Dataset excerpts
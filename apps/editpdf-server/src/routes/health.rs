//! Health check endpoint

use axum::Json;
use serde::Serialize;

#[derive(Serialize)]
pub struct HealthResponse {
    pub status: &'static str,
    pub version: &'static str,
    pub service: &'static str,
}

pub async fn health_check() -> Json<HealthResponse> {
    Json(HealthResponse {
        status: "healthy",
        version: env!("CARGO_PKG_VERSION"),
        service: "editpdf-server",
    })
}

PROBLEM TO WORK ON | Line by line, transcribe all of the records exactly.

OUTPUT OF THE TASK |
filename apps/editpdf-server/src/routes/health.rs
//! Health check endpoint

use axum::Json;
use serde::Serialize;

#[derive(Serialize)]
pub struct HealthResponse {
    pub status: &'static str,
    pub version: &'static str,
    pub service: &'static str,
}

pub async fn health_check() -> Json<HealthResponse> {
    Json(HealthResponse {
        status: "healthy",
        version: env!("CARGO_PKG_VERSION"),
        service: "editpdf-server",
    })
}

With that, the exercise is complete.